As can be seen above, both HYS and HYG focus on non-investment grade bonds, with an average rating of BB. HYS holds a few more investment-grade bonds, however, as well as unrated bonds. The net effect seems to be a decrease in credit quality, but this remains broadly similar between the funds, and between most other high-yield corporate bond funds as well.
Dividends are quite similar as well, with most high-yield corporate bond ETFs sporting comparatively strong TTM and SEC yields. HYS’s dividends seem a bit lower than those of its peers, however.
Performance is quite similar across the board as well, with HYS performing somewhat better than average across the 1Y and 3Y mark.
HYS does differ from most of its peers in two key ways.
First, the fund focuses on somewhat shorter-term high-yield corporate bonds, which reduces the fund’s average maturity, duration, and interest rate risk. The fund iShares 0-5 Year High Yield Corporate Bond ETF (SHYG) is quite similar to the in this regard, however.
Second, the fund’s 0.55% expense ratio is quite a bit higher than average:
In my opinion, HYS does not provide sufficient advantages relative to its peers to warrant or merit a 0.55% expense ratio. An expensive actively-managed fund might generate more in alpha than it charges in fees. A niche, targeted index fund might provide exposure to a best-performing investment niche. A simple, broad-based index fund, however, will rarely significantly differ from the market, so expenses are rarely worth it. HYS is no exception, in my opinion at least.
Of the funds above, the SPDR Portfolio High Yield Bond ETF (SPHY) sports the lowest 0.05% expense ratio, 0.50% lower than HYS. SPHY’s lower expenses directly increase the fund’s dividends and long-term total shareholder returns vis a vis HYS, as can be seen in the graphs above. In my opinion, SPHY is a broadly superior investment to HYS.
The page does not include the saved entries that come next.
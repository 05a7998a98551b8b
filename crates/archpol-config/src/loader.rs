//! Configuration loading from JSON documents on disk.
//!
//! # Design
//! - A missing `ARCHPOL_CONFIG` means built-in defaults; a path that is set but
//!   unreadable is an error rather than a silent fallback.
//! - All documents pass through `validate::parse_document`.

use std::env;
use std::ffi::OsString;
use std::fs;
use std::path::Path;

use serde_json::Value;
use tracing::{debug, info};

use crate::defaults::CONFIG_PATH_ENV;
use crate::error::{ConfigError, ConfigResult};
use crate::model::EngineConfig;
use crate::validate::parse_document;

/// Load and validate a configuration document from a JSON file.
///
/// # Errors
///
/// Returns an error when the file cannot be read, is not valid JSON, or fails
/// validation.
pub fn load_from_path(path: &Path) -> ConfigResult<EngineConfig> {
    let raw = fs::read_to_string(path).map_err(|source| ConfigError::Io {
        operation: "read_config",
        path: path.to_path_buf(),
        source,
    })?;
    let value: Value =
        serde_json::from_str(&raw).map_err(|source| ConfigError::Parse { source })?;
    let config = parse_document(&value)?;
    info!(path = %path.display(), "loaded engine configuration");
    Ok(config)
}

/// Load configuration from the path named by `ARCHPOL_CONFIG`, or defaults.
///
/// # Errors
///
/// Returns an error when the variable is set and the referenced document
/// cannot be loaded.
pub fn load_from_env() -> ConfigResult<EngineConfig> {
    load_from_env_value(env::var_os(CONFIG_PATH_ENV))
}

fn load_from_env_value(value: Option<OsString>) -> ConfigResult<EngineConfig> {
    match value {
        Some(path) if !path.is_empty() => load_from_path(Path::new(&path)),
        _ => {
            debug!("no configuration path set; using defaults");
            Ok(EngineConfig::default())
        }
    }
}

#[cfg(test)]
mod tests {
    use super::*;
    use std::io::Write;
    use tempfile::NamedTempFile;

    fn write_config(body: &str) -> Result<NamedTempFile, Box<dyn std::error::Error>> {
        let mut file = NamedTempFile::new()?;
        file.write_all(body.as_bytes())?;
        Ok(file)
    }

    #[test]
    fn loads_document_from_disk() -> Result<(), Box<dyn std::error::Error>> {
        let file = write_config(r#"{"limits":{"max_copies":3}}"#)?;
        let config = load_from_path(file.path())?;
        assert_eq!(config.limits.max_copies, 3);
        Ok(())
    }

    #[test]
    fn malformed_json_is_a_parse_error() -> Result<(), Box<dyn std::error::Error>> {
        let file = write_config("{ not json")?;
        assert!(matches!(
            load_from_path(file.path()),
            Err(ConfigError::Parse { .. })
        ));
        Ok(())
    }

    #[test]
    fn missing_file_is_an_io_error() {
        let err = load_from_path(Path::new("/definitely/missing/archpol.json"));
        assert!(matches!(
            err,
            Err(ConfigError::Io {
                operation: "read_config",
                ..
            })
        ));
    }

    #[test]
    fn env_path_is_honoured() -> Result<(), Box<dyn std::error::Error>> {
        let file = write_config(r#"{"defaults":{"archive_age_minutes":15}}"#)?;
        let loaded = load_from_env_value(Some(file.path().as_os_str().to_owned()))?;
        assert_eq!(loaded.defaults.archive_age_minutes, 15);
        Ok(())
    }

    #[test]
    fn unset_or_empty_env_falls_back_to_defaults() -> Result<(), Box<dyn std::error::Error>> {
        assert_eq!(load_from_env_value(None)?, EngineConfig::default());
        assert_eq!(
            load_from_env_value(Some(OsString::new()))?,
            EngineConfig::default()
        );
        Ok(())
    }

    #[test]
    fn load_from_env_matches_process_environment() {
        let expected = load_from_env_value(env::var_os(CONFIG_PATH_ENV)).is_ok();
        assert_eq!(load_from_env().is_ok(), expected);
    }
}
For investors looking for short-term high-yield corporate bonds, the SHYG seems like a better choice as well. SHYG is pricier than SPHY, but still cheaper than HYS, with a 0.30% expense ratio. Lower expenses mean (marginally) higher dividends and long-term total returns as well.
Conclusion
HYS is a simple short-term high-yield corporate bond index ETF. Although the fund offers investors a good, growing 6.1% dividend yield, it is more expensive than almost all of its peers, and does not offer investors any compelling advantages or benefits relative to peers. I see no reason to overpay for a simple index ETF, so I would not invest in HYS.